The periodic calibration and testing of acoustic sensors, often involve extensive measurements in acoustic tanks. These are usually small facilities whose boundaries are covered with phono-absorption material to suppress reflections. The characteristics of such tanks are defined by the design of absorption planes and the choice of phono-absorption material. Since these characteristics are fixed, an acoustic tank may suppress reflections only for a certain frequency range and setup of the acoustic sensors within the tank, thereby limiting the applications supported by the tank. In this paper, we describe a novel design of an acoustic tank whose absorption characteristics are made adjustable. Inspired by Origami paper folding, this is achieved by changing the shape of the absorption plates with a single degree of freedom.
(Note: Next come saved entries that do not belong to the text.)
/// Write a set of columns on one listing. Returns `false` when no row matched.
pub async fn update_listing_columns(
    pool: &SqlitePool,
    id: &str,
    columns: &[(&'static str, ColumnValue)],
) -> Result<bool, sqlx::Error> {
    let mut qb = QueryBuilder::<Sqlite>::new("UPDATE listings SET updated_at = ");
    qb.push_bind(Utc::now().timestamp());
    for (column, value) in columns {
        qb.push(", ").push(*column).push(" = ");
        match value {
            ColumnValue::Text(v) => qb.push_bind(v.clone()),
            ColumnValue::Real(v) => qb.push_bind(*v),
            ColumnValue::Int(v) => qb.push_bind(*v),
        };
    }
    qb.push(" WHERE id = ").push_bind(id.to_string());

    let result = qb.build().execute(pool).await?;
    Ok(result.rows_affected() > 0)
}

pub async fn delete_listing(pool: &SqlitePool, id: &str) -> Result<bool, sqlx::Error> {
    let result = sqlx::query("DELETE FROM listings WHERE id = ?")
        .bind(id)
        .execute(pool)
        .await?;
    Ok(result.rows_affected() > 0)
}

// ============ Tombstones ============

/// Record that a listing key must never be re-created.
pub async fn insert_tombstone(
    pool: &SqlitePool,
    listing: &ListingRef,
    reason: Option<&str>,
    deleted_by: Option<&str>,
) -> Result<(), sqlx::Error> {
    sqlx::query(
        r#"
        INSERT INTO excluded_listings (id, source_id, listing_key, message_id, permalink, reason, deleted_by, created_at)
        VALUES (?, ?, ?, ?, ?, ?, ?, ?)
        ON CONFLICT(source_id, listing_key) DO UPDATE SET
            message_id = excluded.message_id,
            permalink = excluded.permalink,
            reason = excluded.reason,
            deleted_by = excluded.deleted_by
        "#,
    )
    .bind(Uuid::new_v4().to_string())
    .bind(&listing.source_id)
    .bind(listing.listing_key)
    .bind(listing.message_id)
    .bind(&listing.permalink)
    .bind(reason)
    .bind(deleted_by)
    .bind(Utc::now().timestamp())
    .execute(pool)
    .await?;
    Ok(())
}

// ============ Media ============

/// Record a stored photo and link it to a listing in one transaction, so a
/// media row never exists without its listing image. Returns the media id.
#[allow(clippy::too_many_arguments)]
pub async fn record_listing_photo(
    pool: &SqlitePool,
    message_row_id: &str,
    listing_id: &str,
    bucket: &str,
    path: &str,
    public_url: &str,
    media_position: i64,
    image_position: i64,
) -> Result<String, sqlx::Error> {
    let mut tx = pool.begin().await?;
    let media_id: String = sqlx::query_scalar(
        r#"
        INSERT INTO media (id, message_row_id, media_type, storage_bucket, storage_path, public_url, position)
        VALUES (?, ?, 'photo', ?, ?, ?, ?)
        ON CONFLICT(message_row_id, position) DO UPDATE SET
            storage_bucket = excluded.storage_bucket,
            storage_path = excluded.storage_path,
            public_url = excluded.public_url
        RETURNING id
        "#,
    )
    .bind(Uuid::new_v4().to_string())
    .bind(message_row_id)
    .bind(bucket)
    .bind(path)
    .bind(public_url)
    .bind(media_position)
    .fetch_one(&mut *tx)
    .await?;

    sqlx::query(
        r#"
        INSERT INTO listing_images (listing_id, media_id, url, position)
        VALUES (?, ?, ?, ?)
        ON CONFLICT(listing_id, position) DO UPDATE SET
            media_id = excluded.media_id,
            url = excluded.url
        "#,
    )
    .bind(listing_id)
    .bind(&media_id)
    .bind(public_url)
    .bind(image_position)
    .execute(&mut *tx)
    .await?;

    tx.commit().await?;
    Ok(media_id)
}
Performing channel estimation between a projector and hydrophone for a required frequency range, the adjustment of the plates involves an iterative genetic-based optimization that finds the best Pareto front to maximize reflection mitigation. We report results from a prototype we contracted that shows a fast convergence of the tank to the best reflection suppression for frequency ranges of 20-30kHz and 35-40kHz. The outcome is an acoustic tank that adapts to various tested frequency ranges and setup of sensors, and can thus improve productivity of acoustic sensor calibration and testing in an efficient manner.